Custom Task Sets: The MT-custom and ML-custom interfaces allow researchers to define specific subsets of tasks. This is invaluable for controlled experiments studying task similarity, transfer, or specific failure modes.

# Example of creating a custom ML benchmark train/test
custom_ml_tasks = ['reach-v2', 'push-v2', 'pick-place-v2']
train_envs_custom_ml = gym.make('Meta-World/ML-custom-train-v2', env_names=custom_ml_tasks, vector_strategy='sync', seed=42)
test_envs_custom_ml = gym.make('Meta-World/ML-custom-test-v2', env_names=custom_ml_tasks, vector_strategy='sync', seed=42) # Note: same tasks for custom ML

Evaluation Utilities: The library provides helper functions for standardized evaluation in both multi-task and meta-learning settings (Figure 4).
Computational Efficiency: The introduction of MT25/ML25 provides a middle ground in computational cost (e.g., MT25 training $\sim 12$ hours vs. MT50 $\sim 25$ hours on specified hardware), enabling faster experimentation cycles before scaling to the full benchmarks.
Need for Re-running Baselines: The paper strongly recommends researchers re-implement and run baseline algorithms on the standardized benchmark version they are using, rather than quoting potentially incomparable results from older publications. This ensures fair comparisons.

Limitations and Future Directions

While Meta-World+ standardizes the benchmark and improves usability, the empirical results reveal ongoing challenges:

Scaling multi-task performance to more tasks (MT50) remains difficult, potentially due to network capacity issues as suggested by the MTMHSAC performance drop on MT25 vs MT10 (Figure 8a).
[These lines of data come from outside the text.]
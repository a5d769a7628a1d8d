#![allow(dead_code)]

use std::sync::{Arc, Mutex};
use std::time::Duration;

use fanout_lambda::adapters::invoke::{DispatchError, WorkerInvoker};
use fanout_lambda::adapters::transport::Transport;
use fanout_lambda::handlers::dispatch::{handle_worker_payload, WorkerRuntime};
use fanout_lambda::runtime::contract::{WorkerPayload, WorkerReply};
use fanout_lambda::runtime::outcome::OutcomeMap;
use futures::future::BoxFuture;
use tokio::time::{sleep, Instant};

#[derive(Debug, Clone)]
pub struct Invocation {
    pub worker_handle: String,
    pub depth: usize,
    pub urls: Vec<String>,
    pub at: Instant,
}

/// How a scripted invocation misbehaves before the worker ever runs.
#[derive(Debug, Clone, Copy, PartialEq, Eq)]
pub enum Flake {
    Status(u16),
    /// Replies with the status only after holding the dispatch open.
    SlowStatus(u16, Duration),
    ChannelError,
}

#[derive(Default)]
struct InvokerState {
    invocations: Mutex<Vec<Invocation>>,
    remaining_flakes: Mutex<usize>,
}

/// In-process invoker that records every dispatch and can reject the first
/// few before running the real worker as a tokio task.
#[derive(Clone)]
pub struct RecordingInvoker {
    transport: Arc<dyn Transport>,
    flake: Flake,
    state: Arc<InvokerState>,
}

impl RecordingInvoker {
    pub fn new(transport: Arc<dyn Transport>) -> Self {
        Self::flaky(transport, 0, Flake::Status(503))
    }

    pub fn flaky(transport: Arc<dyn Transport>, failures: usize, flake: Flake) -> Self {
        let state = InvokerState::default();
        *state.remaining_flakes.lock().expect("poisoned mutex") = failures;
        Self {
            transport,
            flake,
            state: Arc::new(state),
        }
    }

    pub fn runtime(&self) -> WorkerRuntime {
        WorkerRuntime::new(self.transport.clone(), Arc::new(self.clone()))
    }

    pub fn invocations(&self) -> Vec<Invocation> {
        self.state
            .invocations
            .lock()
            .expect("poisoned mutex")
            .clone()
    }

    fn take_flake(&self) -> bool {
        let mut remaining = self.state.remaining_flakes.lock().expect("poisoned mutex");
        if *remaining == 0 {
            return false;
        }
        *remaining -= 1;
        true
    }
}

impl WorkerInvoker for RecordingInvoker {
    fn invoke(
        &self,
        payload: WorkerPayload,
    ) -> BoxFuture<'static, Result<WorkerReply, DispatchError>> {
        self.state
            .invocations
            .lock()
            .expect("poisoned mutex")
            .push(Invocation {
                worker_handle: payload.worker_handle.to_string(),
                depth: payload.depth,
                urls: payload.targets.iter().map(|target| target.url.clone()).collect(),
                at: Instant::now(),
            });

        if self.take_flake() {
            let flake = self.flake;
            return Box::pin(async move {
                match flake {
                    Flake::Status(status_code) => Ok(WorkerReply {
                        status_code,
                        outcomes: OutcomeMap::new(),
                    }),
                    Flake::SlowStatus(status_code, delay) => {
                        sleep(delay).await;
                        Ok(WorkerReply {
                            status_code,
                            outcomes: OutcomeMap::new(),
                        })
                    }
                    Flake::ChannelError => {
                        Err(DispatchError::Transport("connection reset".to_string()))
                    }
                }
            });
        }

        let task = tokio::spawn(handle_worker_payload(payload, self.runtime()));
        Box::pin(async move {
            task.await
                .map_err(|error| DispatchError::Join(error.to_string()))
        })
    }
}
This aligns with findings that increasing parameters can help mitigate plasticity loss in multi-task settings [mclean2025multitask].
Meta-RL performance on task distributions like ML10/45 is modest, indicating significant room for improvement in generalization to truly novel tasks.

Future benchmark development should focus on:

Greater task diversity and compositional complexity (e.g., tasks requiring sequences of skills).
Benchmarks that interpolate between parametric variations (like ML1) and larger task distributions (ML10/45).
Exploring transfer across different robot morphologies [bohlinger2024one] or leveraging structured representations and world models [DBLP:journals/corr/abs-2301-04104, hansen2024tdmpc].

In summary, Meta-World+ is a crucial update that enhances reproducibility and usability of a key RL benchmark. It provides a stable foundation for future research in multi-task and meta-RL while empirically highlighting the importance of benchmark standardization, consistent reward design, and the need for further algorithmic advances to tackle complex, diverse task distributions.